Studying chromatin regulation in brain using chromatin immunoprecipitation. (a) Schematic of the chromatin immunoprecipitation (ChIP) protocol. ChIP is a technique used to quantify how much of a specific DNA sequence is occupied by a given histone modification or transcription factor. The technique involves lightly fixing the tissue or cells with formaldehyde to crosslink DNA with the associated histones and other associated proteins (chromatin). The crosslinked chromatin is then sonicated into ∼500 bp fragments and immunoprecipitated with an antibody raised against a specific histone modification or transcription factor. The immunoprecpitated chromatin is then reverse crosslinked from associated proteins and purified (pure DNA). Specific regions of this DNA can then be directly quantified by real time PCR (polymerase chain reaction) to determine how much of that DNA was immunoprecipitated in a drug-treated versus saline-treated animal. The final purified DNA can also be amplified for downstream use in genome-wide analysis techniques, such as microarrays (ChIP-chip) or next generation sequencing (ChIP-seq). (b) ChIP-chip data are typically displayed as an enrichment profile across each chromosome. For example, acetylated H3 (acH3)-binding on chromosome 17 from the nucleus accumbens (NAc) of a cocaine-treated mouse is displayed. One can then compare the enrichment profiles between cocaine- and saline-treated mice to determine the fold difference of acH3 on a specific chromosomal region. (c) The chromosome-wide data shown in (b) can be ‘zoomed in’ to display each gene in the genome. Displayed here is the cdk5 gene promoter in the NAc and the fold difference between cocaine- and saline-treated mice for acH3 (red), acH4 (orange) and methylated H3 (meH3) (blue). (d) The fold differences between cocaine- and saline-treated mice can be quantified for each gene and analyzed for statistical significance. The genes can then be compared and displayed, for example, using Venn diagrams to show how many genes are commonly regulated between two conditions. Shown here are the number of genes in the NAc on which cocaine commonly (overlapping area) or uniquely (non-overlapping areas) increases acH3 and acH4 binding.

Figure 3

Gene-dependent recruitment of chromatin-remodeling enzymes. (a) Cocaine- and amphetamine-induced increases in ΔFosB in the nucleus accumbens (NAc) are known to activate transcription of the cdk5 gene.

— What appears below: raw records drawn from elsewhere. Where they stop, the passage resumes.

use anyhow::{anyhow, Result};
use chrono::{DateTime, Duration, Utc};

pub fn now_utc() -> DateTime<Utc> {
    if let Ok(value) = std::env::var("REMTRACK_FIXED_TIME") {
        if let Ok(dt) = DateTime::parse_from_rfc3339(&value) {
            return dt.with_timezone(&Utc);
        }
    }
    Utc::now()
}

pub fn parse_window(value: &str) -> Result<Duration> {
    let trimmed = value.trim().to_lowercase();
    if let Some(days_str) = trimmed.strip_suffix('d') {
        let days: i64 = days_str
            .parse()
            .map_err(|_| anyhow!("invalid window: {}", value))?;
        if matches!(days, 7 | 30 | 90) {
            return Ok(Duration::days(days));
        }
    }
    Err(anyhow!("invalid window (use 7d|30d|90d): {}", value))
}

#[cfg(test)]
mod tests {
    use super::*;

    #[test]
    fn window_accepts_known_sizes() {
        assert_eq!(parse_window("7d").unwrap(), Duration::days(7));
        assert_eq!(parse_window("30D").unwrap(), Duration::days(30));
        assert!(parse_window("12d").is_err());
        assert!(parse_window("7h").is_err());
    }
}
use std::collections::{BTreeMap, BTreeSet};

use chrono::{DateTime, NaiveDate, Utc};
use serde::{Deserialize, Serialize};

pub type AttributeBag = BTreeMap<String, String>;

#[derive(Debug, Clone, Copy, Serialize, Deserialize, PartialEq, Eq, PartialOrd, Ord, Hash)]
#[serde(rename_all = "snake_case")]
pub enum AssetClass {
    Host,
    CodeProject,
    Website,
    Image,
    CloudResource,
    Unknown,
}

impl AssetClass {
    pub fn as_str(&self) -> &'static str {
        match self {
            AssetClass::Host => "host",
            AssetClass::CodeProject => "code_project",
            AssetClass::Website => "website",
            AssetClass::Image => "image",
            AssetClass::CloudResource => "cloud_resource",
            AssetClass::Unknown => "unknown",
        }
    }

    pub fn parse(value: &str) -> Self {
        match value.trim().to_lowercase().as_str() {
            "host" => AssetClass::Host,
            "code_project" | "code project" | "repository" => AssetClass::CodeProject,
            "website" | "web site" | "url" => AssetClass::Website,
            "image" | "container_image" | "container image" => AssetClass::Image,
            "cloud_resource" | "cloud resource" => AssetClass::CloudResource,
            _ => AssetClass::Unknown,
        }
    }
}

#[derive(Debug, Clone, Copy, Serialize, Deserialize, PartialEq, Eq, PartialOrd, Ord, Hash)]
pub enum Severity {
    Info,
    Low,
    Medium,
    High,
    Critical,
}

impl Severity {
    pub fn parse(value: &str) -> Option<Self> {
        match value.trim().to_lowercase().as_str() {
            "info" | "informational" | "none" | "0" => Some(Severity::Info),
            "low" | "1" => Some(Severity::Low),
            "medium" | "moderate" | "2" => Some(Severity::Medium),
            "high" | "3" => Some(Severity::High),
            "critical" | "4" => Some(Severity::Critical),
            _ => None,
        }
    }

    pub fn as_str(&self) -> &'static str {
        match self {
            Severity::Info => "Info",
            Severity::Low => "Low",
            Severity::Medium => "Medium",
            Severity::High => "High",
            Severity::Critical => "Critical",
        }
    }

    /// Actionable levels, most severe first. Info findings never drive MTTR.
    pub fn actionable() -> [Severity; 4] {
        [
            Severity::Critical,
            Severity::High,
            Severity::Medium,
            Severity::Low,
        ]
    }
}

#[derive(Debug, Clone, Serialize, Deserialize)]
pub struct Asset {
    pub fingerprint: String,
    pub class: AssetClass,
    pub attributes: AttributeBag,
    pub first_discovered: DateTime<Utc>,
    pub last_seen: DateTime<Utc>,
    pub is_active: bool,
    pub criticality: u8,
    #[serde(default)]
    pub group_paths: BTreeSet<String>,
    #[serde(default)]
    pub tags: BTreeSet<String>,
}

impl Asset {
    /// Max of the asset's own criticality and every matched tag contribution.
    pub fn effective_criticality(&self, tag_scores: &BTreeMap<String, u8>) -> u8 {
        let tag_max = self
            .tags
            .iter()
            .filter_map(|t| tag_scores.get(t).copied())
            .max()
            .unwrap_or(0);
        self.criticality.max(tag_max)
    }
}

#[derive(Debug, Clone, Serialize, Deserialize, PartialEq, Eq)]
#[serde(rename_all = "snake_case")]
pub enum EventKind {
    Discovered,
    Changed,
}

#[derive(Debug, Clone, Serialize, Deserialize, PartialEq, Eq)]
pub struct FieldChange {
    pub field: String,
    pub prior: Option<String>,
    pub new: String,
}

#[derive(Debug, Clone, Serialize, Deserialize)]
pub struct AssetEvent {
    pub fingerprint: String,
    pub session_id: String,
    pub kind: EventKind,
    pub changes: Vec<FieldChange>,
    pub at: DateTime<Utc>,
}

#[derive(Debug, Clone, Serialize, Deserialize)]
pub struct ScanSession {
    pub id: String,
    pub name: String,
    pub scan_date: DateTime<Utc>,
    pub source_hash: String,
    pub total_assets: u64,
    pub total_findings: u64,
}

#[derive(Debug, Clone, Serialize, Deserialize)]
pub struct VulnerabilityDefinition {
    pub plugin_id: String,
    pub name: String,
    pub severity: Severity,
    pub cvss_base_score: Option<f64>,
    pub family: Option<String>,
    pub description: Option<String>,
    pub solution: Option<String>,
    pub synopsis: Option<String>,
}

#[derive(Debug, Clone, Copy, Serialize, Deserialize, PartialEq, Eq)]
#[serde(rename_all = "snake_case")]
pub enum RemediationStatus {
    Open,
    Remediated,
    Reopened,
}

impl RemediationStatus {
    pub fn as_str(&self) -> &'static str {
        match self {
            RemediationStatus::Open => "open",
            RemediationStatus::Remediated => "remediated",
            RemediationStatus::Reopened => "reopened",
        }
    }

    /// Counts toward the open set a later scan is diffed against.
    pub fn is_open(&self) -> bool {
        matches!(self, RemediationStatus::Open | RemediationStatus::Reopened)
    }
}

#[derive(Debug, Clone, Serialize, Deserialize)]
pub struct Finding {
    pub id: String,
    pub asset_fingerprint: String,
    pub plugin_id: String,
    pub session_id: String,
    pub severity: Severity,
    pub port: Option<u16>,
    pub protocol: Option<String>,
    pub service: Option<String>,
    pub first_seen: DateTime<Utc>,
    pub last_seen: DateTime<Utc>,
    pub status: RemediationStatus,
    pub remediation_date: Option<DateTime<Utc>>,
    pub evidence: Option<String>,
}

#[derive(Debug, Clone, Copy, Serialize, Deserialize, PartialEq, Eq)]
#[serde(rename_all = "snake_case")]
pub enum TagKind {
    Manual,
    Imported,
    Dynamic,
}

impl TagKind {
    pub fn as_str(&self) -> &'static str {
        match self {
            TagKind::Manual => "manual",
            TagKind::Imported => "imported",
            TagKind::Dynamic => "dynamic",
        }
    }
}

#[derive(Debug, Clone, Serialize, Deserialize)]
pub struct TagAssignment {
    pub fingerprint: String,
    pub tag: String,
    pub kind: TagKind,
    pub assigned_at: DateTime<Utc>,
}

#[derive(Debug, Clone, Serialize, Deserialize)]
pub struct GroupAssignment {
    pub fingerprint: String,
    pub group_path: String,
    pub auto_applied: bool,
    pub assigned_at: DateTime<Utc>,
}

#[derive(Debug, Clone, Serialize, Deserialize)]
pub struct MttrReport {
    pub overall_days: f64,
    pub overall_is_fallback: bool,
    pub by_severity: BTreeMap<String, f64>,
    pub by_group: BTreeMap<String, f64>,
    pub by_class: BTreeMap<String, f64>,
}

#[derive(Debug, Clone, Serialize, Deserialize)]
pub struct CapacityReport {
    pub total_findings: u64,
    pub open_findings: u64,
    pub remediated_findings: u64,
    pub remediation_rate_pct: f64,
    pub avg_daily_remediation: f64,
    pub window_days: i64,
}

#[derive(Debug, Clone, Serialize, Deserialize, PartialEq)]
pub struct TrendRow {
    pub day: NaiveDate,
    pub new_findings: u64,
    pub remediated_findings: u64,
    pub reopened_findings: u64,
    pub open_by_severity: BTreeMap<String, u64>,
}

#[derive(Debug, Clone, Serialize, Deserialize)]
pub struct MetricSnapshot {
    pub id: String,
    pub session_id: String,
    pub generated_at: DateTime<Utc>,
    pub mttr: MttrReport,
    pub capacity: CapacityReport,
    pub trend: Vec<TrendRow>,
}

#[derive(Debug, Clone, Copy, Serialize, Deserialize, PartialEq, Eq)]
pub enum OutputFormat {
    Json,
    Jsonl,
    Markdown,
    Csv,
}
pub mod commands;
pub mod flags;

This involves binding of the ΔFosB/JunD heterodimer to the cdk5 promoter and recruitment of the SWI/SNF ATP-dependent chromatin-remodeling complexes and histone acetyltransferases (HATs). This allows for the assembly of RNA polymerase II (RNA Pol II), Transcription Factor IID (TFIID) and several other protein complexes (not shown) involved in the initiation and elongation of transcription. Histone deacetylases (HDACs) are not present on the cdk5 promoter, which permits significantly higher levels of acetylated histone H3 after chronic cocaine exposure. (b) Cocaine- and amphetamine-induced increases in ΔFosB also act as a transcriptional repressor at a different gene locus, c-fos. After repeated stimulant exposure, the c-fos gene is desensitized in the NAc and much more weakly induced by subsequent drug exposures. This involves the binding of ΔFosB to the c-fos gene promoter and recruitment of HDAC1 to reduce histone acetylation and gene activity. In concert with HDAC1, chronic drug exposure increases the levels of the repressive histone methyltransferase (HMT); KMT1a/SUV39H1 and levels of histone H3K9 methylation on the c-fos promoter. Together, these enzymes and histone modifications serve to repress c-fos gene activity through a mechanism involving ΔFosB and other corepressors (Rep). Figure modified with permission from [24].